The course aims to present the contemporary 'moral psychology' and to discuss some theoretical relations between this recent discipline and thinkers both of the phenomenological and the analytical tradition.

Full programme

Introduzione alla "moral psychology" proposta dalla docente.
Dietrich von Hildebrand, Morale e conoscenza etica dei valori, in R. De Monticelli, a cura di, La persona: apparenza e realtà. Testi fenomenologici 1911-1933, Cortina, Milano 2000, pp. 45-98;
Edith Stein, Il problema dell'empatia, Studium, Roma 2012;
Elisabeth Anscombe, La filosofia morale moderna (1958), in J.A. Mercado, a cura di, Elizabeth Anscombe e il rinnovamento della psicologia morale, Armando, Roma 2010.

Non-attending students can use the following texts:

S. Sacchi, M. Brambilla, Psicologia della moralità. Processi cognitivi, affettivi e motivazionali, Carocci, Roma 2014.

M. Galletti, La mente morale, Edizioni di storia e letteratura, Roma 2015.

D. Edmonds, Uccideresti l'uomo grasso? Il dilemma etico del male minore?, Cortina, Milano 2014.

Bibliography

Dietrich von Hildebrand, Morale e conoscenza etica dei valori;
Edith Stein, Il problema dell'empatia;
Elisabeth Anscombe, La filosofia morale moderna.

Teaching methods

This second degree course alternates classroom lectures with seminar sessions.

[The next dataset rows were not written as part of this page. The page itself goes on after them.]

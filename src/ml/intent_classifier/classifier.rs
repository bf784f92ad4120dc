//! Intent classifier trait definition.

use crate::error::Result;
use crate::ml::intent_classifier::types::IntentDistribution;
use crate::ml::intent_classifier::vectorizer::FeatureVector;

/// Intent classifier trait.
///
/// Implementations score a feature vector against every known intent and
/// return the full distribution, not just the argmax, so callers can gate
/// on confidence.
pub trait Classifier: Send + Sync {
    /// Predict the distribution over intents for `features`.
    ///
    /// Fails only when `features` does not match the trained vocabulary size.
    fn predict(&self, features: &FeatureVector) -> Result<IntentDistribution>;

    /// Intent ids in the order the distribution reports them.
    fn intents(&self) -> &[String];

    /// Get the name of this classifier for debugging and logging.
    fn name(&self) -> &'static str;
}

Through the analysis of philosophical works – the translation of whose key passages are checked against the original text – students will become acquainted with specific moments in the history of philosophy and the forms of conceptual analysis and argumentation used to take on a series of issues (descriptors 1, 2, 3). Students can present either an oral or a written report (descriptors 4, 5): either 1) a review of the principal arguments of one of the authors covered on the basis of first-hand reading of a work; or 2) a discussion of one of the arguments presented during the course.
In addition, works that (although they are not part of the final exam) are important for understanding the theoretical and historical relevance of the arguments covered, will be presented briefly. These works, such as critical essays, are made available to students who wish to study in more depth the arguments covered in the classroom.

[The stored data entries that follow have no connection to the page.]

//! The response engine: lazy model lifecycle plus confidence-gated answers.
//!
//! ```text
//! Uninitialized ──first request / initialize()──▶ Initializing ──▶ Ready
//!                                                   │  load ok
//!                                                   │  load failed → train → save
//!                                                   │  training failed → degraded
//! ```
//!
//! `Ready` is terminal. [`ResponseEngine::retrain`] builds a replacement
//! model off to the side and publishes it by swapping an `Arc`, so requests
//! in flight keep using the model they started with.

use std::fmt;
use std::sync::Arc;
use std::time::Instant;

use chrono::{DateTime, Utc};
use log::{debug, error, info, warn};
use parking_lot::{Mutex, RwLock};
use serde::{Deserialize, Serialize};

use crate::analysis::normalizer::Normalizer;
use crate::corpus::TrainingCorpus;
use crate::engine::config::EngineConfig;
use crate::engine::response::{ClassifyResponse, ResponseSelector};
use crate::error::{LoadFailure, Result};
use crate::ml::intent_classifier::{
    Classifier, ClassifierModel, CountVectorizer, IntentDistribution, TrainingSettings,
    TrainingStats, Vocabulary, train_classifier,
};
use crate::store::{FileModelStore, ModelStore, PersistedModel};

/// Lifecycle state of a [`ResponseEngine`].
#[derive(Debug, Clone, Copy, PartialEq, Eq, Serialize, Deserialize)]
#[serde(rename_all = "snake_case")]
pub enum EngineState {
    Uninitialized,
    Initializing,
    Ready,
}

impl fmt::Display for EngineState {
    fn fmt(&self, f: &mut fmt::Formatter<'_>) -> fmt::Result {
        match self {
            EngineState::Uninitialized => write!(f, "uninitialized"),
            EngineState::Initializing => write!(f, "initializing"),
            EngineState::Ready => write!(f, "ready"),
        }
    }
}

/// Where the active model came from.
#[derive(Debug, Clone, Copy, PartialEq, Eq, Serialize, Deserialize)]
#[serde(rename_all = "snake_case")]
pub enum ModelSource {
    /// Decoded from the model store.
    Loaded,
    /// Trained from the corpus in this process.
    Trained,
    /// Training failed; every request falls back.
    Degraded,
}

impl fmt::Display for ModelSource {
    fn fmt(&self, f: &mut fmt::Formatter<'_>) -> fmt::Result {
        match self {
            ModelSource::Loaded => write!(f, "loaded"),
            ModelSource::Trained => write!(f, "trained"),
            ModelSource::Degraded => write!(f, "degraded"),
        }
    }
}

/// Summary of the active model for administrative callers.
#[derive(Debug, Clone, PartialEq, Serialize, Deserialize)]
pub struct ModelInfo {
    pub source: ModelSource,
    pub classifier: String,
    pub intents: Vec<String>,
    pub vocabulary_size: usize,
    pub corpus_fingerprint: u32,
    pub stats: TrainingStats,
    pub trained_at: Option<DateTime<Utc>>,
}

/// Outcome of a training run.
#[derive(Debug, Clone, PartialEq, Serialize, Deserialize)]
pub struct TrainingReport {
    pub classifier: String,
    pub documents: usize,
    pub intents: usize,
    pub vocabulary_size: usize,
    pub training_accuracy: f64,
    pub corpus_fingerprint: u32,
    /// Whether the artifact was written to the store.
    pub saved: bool,
    pub elapsed_ms: f64,
}

/// A published model. Immutable; replaced as a whole on retrain.
#[derive(Debug)]
struct ActiveModel {
    /// `None` for the degraded model.
    vectorizer: Option<CountVectorizer>,
    persisted: PersistedModel,
    source: ModelSource,
}

/// Routes messages to intents and answers them.
///
/// Create one per process and share it by reference or `Arc`; all methods
/// take `&self`.
pub struct ResponseEngine {
    config: EngineConfig,
    settings: TrainingSettings,
    corpus: TrainingCorpus,
    corpus_fingerprint: u32,
    store: Arc<dyn ModelStore>,
    selector: ResponseSelector,
    state: RwLock<EngineState>,
    init_lock: Mutex<()>,
    model: RwLock<Option<Arc<ActiveModel>>>,
}

impl ResponseEngine {
    /// Create an engine over an explicit corpus and store. Nothing is loaded
    /// or trained until the first request.
    pub fn new(
        config: EngineConfig,
        corpus: TrainingCorpus,
        store: Arc<dyn ModelStore>,
    ) -> Result<Self> {
        config.validate()?;
        let corpus_fingerprint = corpus.fingerprint()?;

        Ok(ResponseEngine {
            settings: config.training_settings(),
            selector: ResponseSelector::new(&config.selection),
            config,
            corpus,
            corpus_fingerprint,
            store,
            state: RwLock::new(EngineState::Uninitialized),
            init_lock: Mutex::new(()),
            model: RwLock::new(None),
        })
    }

    /// Create an engine from configuration alone: the corpus comes from
    /// `corpus_path` (or the built-in corpus) and the store is the file at
    /// `model_path`.
    pub fn from_config(config: EngineConfig) -> Result<Self> {
        let corpus = match &config.corpus_path {
            Some(path) => TrainingCorpus::from_json_file(path)?,
            None => TrainingCorpus::builtin(),
        };
        let store = Arc::new(FileModelStore::new(&config.model_path));
        Self::new(config, corpus, store)
    }

    pub fn state(&self) -> EngineState {
        *self.state.read()
    }

    pub fn config(&self) -> &EngineConfig {
        &self.config
    }

    pub fn corpus(&self) -> &TrainingCorpus {
        &self.corpus
    }

    /// Run initialization now instead of on the first request.
    pub fn initialize(&self) -> ModelSource {
        self.active_model().source
    }

    fn active_model(&self) -> Arc<ActiveModel> {
        if let Some(model) = self.model.read().as_ref() {
            return model.clone();
        }

        let _guard = self.init_lock.lock();
        if let Some(model) = self.model.read().as_ref() {
            return model.clone();
        }

        *self.state.write() = EngineState::Initializing;
        info!("initializing response engine from {}", self.store.location());
        let model = Arc::new(self.load_or_train());
        *self.model.write() = Some(model.clone());
        *self.state.write() = EngineState::Ready;
        info!(
            "response engine ready ({} model, {} intents)",
            model.source,
            model.persisted.classifier.intents().len()
        );
        model
    }

    fn load_or_train(&self) -> ActiveModel {
        match self.load() {
            Ok(model) => return model,
            Err(LoadFailure::Missing) => info!("no model at {}; training", self.store.location()),
            Err(failure) => warn!(
                "cannot use model at {}: {failure}; retraining",
                self.store.location()
            ),
        }

        match self.train() {
            Ok((model, _)) => {
                self.save(&model.persisted);
                model
            }
            Err(e) => {
                error!("training failed: {e}; serving fallback responses only");
                self.degraded()
            }
        }
    }

    fn load(&self) -> std::result::Result<ActiveModel, LoadFailure> {
        let persisted = self.store.load()?;
        persisted.ensure_current(self.corpus_fingerprint, &self.settings)?;

        let normalizer = Normalizer::new(&persisted.settings.analysis)
            .map_err(|e| LoadFailure::Corrupt(format!("cannot rebuild normalizer: {e}")))?;
        let vectorizer = CountVectorizer::new(normalizer, persisted.vocabulary.clone());
        info!(
            "loaded {} model trained at {}",
            persisted.classifier.name(),
            persisted.trained_at
        );

        Ok(ActiveModel {
            vectorizer: Some(vectorizer),
            persisted,
            source: ModelSource::Loaded,
        })
    }

    fn train(&self) -> Result<(ActiveModel, TrainingReport)> {
        let start = Instant::now();
        let trained = train_classifier(&self.corpus, &self.settings)?;

        let report = TrainingReport {
            classifier: trained.classifier.name().to_string(),
            documents: trained.stats.documents,
            intents: trained.stats.intents,
            vocabulary_size: trained.stats.vocabulary_size,
            training_accuracy: trained.stats.training_accuracy,
            corpus_fingerprint: self.corpus_fingerprint,
            saved: false,
            elapsed_ms: start.elapsed().as_secs_f64() * 1000.0,
        };
        let persisted = PersistedModel {
            vocabulary: trained.vectorizer.vocabulary().clone(),
            classifier: trained.classifier,
            responses: self.corpus.responses().clone(),
            settings: self.settings.clone(),
            corpus_fingerprint: self.corpus_fingerprint,
            stats: trained.stats,
            trained_at: Utc::now(),
        };

        let model = ActiveModel {
            vectorizer: Some(trained.vectorizer),
            persisted,
            source: ModelSource::Trained,
        };
        Ok((model, report))
    }

    fn save(&self, persisted: &PersistedModel) -> bool {
        match self.store.save(persisted) {
            Ok(()) => {
                info!("saved model to {}", self.store.location());
                true
            }
            Err(e) => {
                warn!("cannot save model to {}: {e}", self.store.location());
                false
            }
        }
    }

    fn degraded(&self) -> ActiveModel {
        ActiveModel {
            vectorizer: None,
            persisted: PersistedModel {
                vocabulary: Vocabulary::new(),
                classifier: ClassifierModel::Untrained,
                responses: self.corpus.responses().clone(),
                settings: self.settings.clone(),
                corpus_fingerprint: self.corpus_fingerprint,
                stats: TrainingStats::default(),
                trained_at: Utc::now(),
            },
            source: ModelSource::Degraded,
        }
    }

    /// Train a fresh model, save it and publish it.
    ///
    /// On failure the current model stays in place and the error is returned.
    pub fn retrain(&self) -> Result<TrainingReport> {
        let _guard = self.init_lock.lock();
        info!("retraining from {} documents", self.corpus.len());

        let (model, mut report) = self.train()?;
        report.saved = self.save(&model.persisted);

        let previous = self.model.write().replace(Arc::new(model));
        *self.state.write() = EngineState::Ready;
        if let Some(previous) = previous {
            debug!("replaced {} model", previous.source);
        }
        Ok(report)
    }

    /// Classify `text` and pick a response. Never fails: any problem yields
    /// a fallback reply.
    pub fn classify(&self, text: &str) -> ClassifyResponse {
        let start = Instant::now();
        let model = self.active_model();
        let input = truncate_chars(text, self.config.max_input_chars);
        if input.len() < text.len() {
            debug!(
                "input truncated to {} characters",
                self.config.max_input_chars
            );
        }

        let (response_text, intent, confidence) = self.answer(&model, input);
        let elapsed_ms = start.elapsed().as_secs_f64() * 1000.0;
        debug!(
            "classified in {elapsed_ms:.3}ms: intent={} confidence={confidence:.4}",
            intent.as_deref().unwrap_or("none")
        );

        ClassifyResponse {
            response_text,
            intent,
            confidence,
            elapsed_ms,
        }
    }

    /// Answer text only.
    pub fn respond(&self, text: &str) -> String {
        self.classify(text).response_text
    }

    fn answer(&self, model: &ActiveModel, input: &str) -> (String, Option<String>, f64) {
        let Some(vectorizer) = &model.vectorizer else {
            return (self.fallback(), None, 0.0);
        };

        let features = match vectorizer.transform(input) {
            Ok(features) => features,
            Err(e) => {
                error!("cannot vectorize input: {e}");
                return (self.config.error_response.clone(), None, 0.0);
            }
        };
        if features.is_zero() {
            return (self.fallback(), None, 0.0);
        }

        let distribution = match model.persisted.classifier.predict(&features) {
            Ok(distribution) => distribution,
            Err(e) => {
                error!("prediction failed: {e}");
                return (self.config.error_response.clone(), None, 0.0);
            }
        };
        let Some(top) = distribution.top() else {
            return (self.fallback(), None, 0.0);
        };

        if top.score < self.config.confidence_threshold {
            return (self.fallback(), None, top.score);
        }

        let templates = model
            .persisted
            .responses
            .get(&top.intent)
            .map(Vec::as_slice)
            .unwrap_or_default();
        match self.selector.select(templates) {
            Some(text) => (text.to_string(), Some(top.intent.clone()), top.score),
            None => {
                warn!("intent {} has no usable responses; falling back", top.intent);
                (self.fallback(), None, top.score)
            }
        }
    }

    fn fallback(&self) -> String {
        self.selector
            .select(&self.config.fallback_responses)
            .unwrap_or(self.config.error_response.as_str())
            .to_string()
    }

    /// The full distribution for `text`; empty for blank or unknown input
    /// and for the degraded model.
    pub fn distribution(&self, text: &str) -> Result<IntentDistribution> {
        let model = self.active_model();
        let Some(vectorizer) = &model.vectorizer else {
            return Ok(IntentDistribution::empty());
        };
        let features = vectorizer.transform(truncate_chars(text, self.config.max_input_chars))?;
        if features.is_zero() {
            return Ok(IntentDistribution::empty());
        }
        model.persisted.classifier.predict(&features)
    }

    /// Describe the active model, initializing it if needed.
    pub fn model_info(&self) -> ModelInfo {
        let model = self.active_model();
        let persisted = &model.persisted;
        ModelInfo {
            source: model.source,
            classifier: persisted.classifier.name().to_string(),
            intents: persisted.classifier.intents().to_vec(),
            vocabulary_size: persisted.vocabulary.len(),
            corpus_fingerprint: persisted.corpus_fingerprint,
            stats: persisted.stats.clone(),
            trained_at: (model.source != ModelSource::Degraded).then_some(persisted.trained_at),
        }
    }
}

impl fmt::Debug for ResponseEngine {
    fn fmt(&self, f: &mut fmt::Formatter<'_>) -> fmt::Result {
        f.debug_struct("ResponseEngine")
            .field("state", &self.state())
            .field("store", &self.store)
            .field("documents", &self.corpus.len())
            .finish()
    }
}

/// Prefix of `text` holding at most `max_chars` characters.
pub(crate) fn truncate_chars(text: &str, max_chars: usize) -> &str {
    match text.char_indices().nth(max_chars) {
        Some((idx, _)) => &text[..idx],
        None => text,
    }
}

Assessment methods and criteria

The oral examination tends to verify the student’s ability to comprehend and correctly present the principal topics and arguments covered during the course, the historical questions covered and the ability to grasp dilemmas and problematic aspects in the philosophical positions discussed.
The examination provides an opportunity for further discussion and further dialogue with the professor. In this sense, students are also invited to examine particular subjects close to the topics of the lectures (descriptor 5). Assessment criteria and assessment thresholds:
30 cum laude: Excellent, excellent solidity of knowledge, excellent expressive properties, excellent understanding of the concepts
30: Very good. Complete and adequate knowledge, well-articulated and correctly expressed.
27-29: Good, satisfactory knowledge, essentially correct expression.
24-26: Fairly good knowledge, but not complete and not always correct.
22-23: Generally sufficient knowledge but superficial. Expression is often not appropriate and confused.
18-21: Elementary and defective knowledge. The expression and articulation of the speech show important gaps.

Other information

The type of issues covered in this course makes it possible each year to examine key moments in the history of contemporary philosophy with special attention to the fundamental moments in preceding historical periods.
Ability to comprehend the principal lines of argument of a philosophical text, including on the basis of lexical skills that make it possible to comprehend the relevance of given philosophical terms in given historical contexts.